Lagarde insists that interest rates will not rise despite inflation hike                

Lagarde insists that interest rates will not rise despite inflation hike                

ECB President Christine Lagarde believes the ECB does not need to respond as forcefully to inflation as the US Federal Reserve.

The ECB has “every reason” not to respond as forcefully as the US Federal Reserve to soaring consumer prices, according to President Christine Lagarde.

“We’re all in very different situations,” Ms  Lagarde told the France Inter radio station in an interview. Inflation is “clearly weaker” in the eurozone, while the region’s economic recovery is also not as advanced as in the US, she said.

“We have every reason to not react as quickly and as abruptly as we could imagine the Fed might,” Ms Lagarde said. “But we have started to respond and we, of course, stand ready to respond with monetary policy if figures, data, facts, require it,” she said.
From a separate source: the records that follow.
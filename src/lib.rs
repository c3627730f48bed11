//! kubedepot library
//!
//! Loads a directory of single-cluster kubeconfigs at startup and serves them,
//! alone or merged, over HTTP. This module exports the core components for
//! testing and integration.

pub mod cli;
pub mod config;
pub mod error;
pub mod format;
pub mod kubeconfig;
pub mod logging;
pub mod resolver;
pub mod store;
pub mod web;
The ECB has come under pressure to act after inflation in the currency area hit a record 5% last month. But while officials have agreed to wind down pandemic stimulus, they say an interest-rate increase is highly unlikely this year since the current bout of inflation is driven by supply shocks and a spike in energy costs, and should gradually ease.

Under current conditions and inflation forecasts, “an increase in interest rates is not expected in 2022,” ECB governing council member Pablo Hernandez de Cos told Spanish television broadcaster TVE in a separate interview on Thursday.

Resolve

The US central bank, meanwhile, has signalled that it will start raising rates as soon as March after consumer-price growth reached 7% in December. 

That’s the most in almost four decades and is fueling fears of a cost-of-living squeeze.

Financial markets are testing the ECB’s resolve to wait out the surge in prices, betting on a rate hike as soon as September. 

Benchmark German debt yields also climbed above zero for the first time since before the pandemic. Ms Lagarde didn’t appear concerned when asked about that development. Rising yields mean “the fundamentals of the economy are recovering,” she said. 

“It means there’s confidence in growth and in such conditions rates will increase gradually.”  

“It is quite hard to see how the market will regain confidence that inflation is transitory in the short term, because we’re going to see some quite difficult data over the next few months still,” said Sandra Holdsworth, head of rates at Aegon Asset Management. 

“The market will just remain nervous ahead of the March ECB meeting because they’ll get concerned that the ECB will change policy and perhaps taper quicker just like the Fed did,” she said.